Abbott erred by getting into the mud about the salon owner. He turned his role from an emergency director to a politician. He changed the language that this was a crisis that we needed to work together as Texans to resolve to this is yet another example of right vs left, red vs blue.

And so now, the Governor is playing reactionary politics. He’s playing to his base and restricting local officials from acting. He tries to play the local card—saying that there are times where the entire state doesn’t need the same thing—while also not letting that card be played by others.

I was accused today of being a fear monger.
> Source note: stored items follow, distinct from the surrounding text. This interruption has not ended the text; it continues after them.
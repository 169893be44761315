use super::restraint::RestraintSet;
use thiserror::Error;

#[derive(Debug, Error, Clone, PartialEq)]
pub enum ResolutionError {
    #[error(
        "Restraint set covers {restraint_particles} particles but the level declares {declared}"
    )]
    ParticleCountMismatch {
        restraint_particles: usize,
        declared: usize,
    },

    #[error("A resolution level must contain at least one particle")]
    EmptyLevel,

    #[error("bases_per_particle must be positive")]
    ZeroParticleSize,
}

/// One rung of the coarse-to-fine hierarchy: a particle granularity (bases
/// per particle) together with the particle count and restraint set built for
/// it by the external restraint-builder collaborator.
///
/// Levels are consumed once per model run; the level's converged coordinates
/// seed the next, finer level.
#[derive(Debug, Clone, PartialEq)]
pub struct ResolutionLevel {
    bases_per_particle: u64,
    particle_count: usize,
    restraints: RestraintSet,
}

impl ResolutionLevel {
    pub fn new(
        bases_per_particle: u64,
        particle_count: usize,
        restraints: RestraintSet,
    ) -> Result<Self, ResolutionError> {
        if bases_per_particle == 0 {
            return Err(ResolutionError::ZeroParticleSize);
        }
        if particle_count == 0 {
            return Err(ResolutionError::EmptyLevel);
        }
        if restraints.particle_count() != particle_count {
            return Err(ResolutionError::ParticleCountMismatch {
                restraint_particles: restraints.particle_count(),
                declared: particle_count,
            });
        }
        Ok(Self {
            bases_per_particle,
            particle_count,
            restraints,
        })
    }

    pub fn bases_per_particle(&self) -> u64 {
        self.bases_per_particle
    }

    pub fn particle_count(&self) -> usize {
        self.particle_count
    }

    pub fn restraints(&self) -> &RestraintSet {
        &self.restraints
    }
}
use thiserror::Error;

use crate::core::models::resolution::ResolutionError;
use crate::core::models::restraint::RestraintError;

use super::config::ConfigError;

#[derive(Debug, Error)]
pub enum EngineError {
    #[error("Invalid annealing schedule: {reason}")]
    InvalidSchedule { reason: String },

    #[error(transparent)]
    Restraint(#[from] RestraintError),

    #[error(transparent)]
    Resolution(#[from] ResolutionError),

    #[error(transparent)]
    Config(#[from] ConfigError),

    #[error("Configuration error: {0}")]
    Configuration(String),

    #[error(
        "Restraint set covers {restraint_particles} particles but the system has {system_particles}"
    )]
    SystemMismatch {
        system_particles: usize,
        restraint_particles: usize,
    },

    #[error("Non-finite coordinates at temperature step {step}: the run diverged and was aborted")]
    Divergence { step: usize },

    #[error("Run interrupted by cancellation request")]
    Interrupted,
}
I had to laugh a little. I don’t want to incite fear—and hope I haven’t. This isn’t anything to be scared of. This is something to be prepared for. That’s true for all emergency or crisis situations. Fear doesn’t help anything, but not being prepared for it and not taking something this serious seriously makes things far worse.

I want to get back to normal. I want my kids to go back to school. I want to go sit in a coffee shop. I want to go to church. I want a waiter to bring me coffee at breakfast after church. But, we have to get this under control and by jumping the gun, we just make it harder for ourselves longer.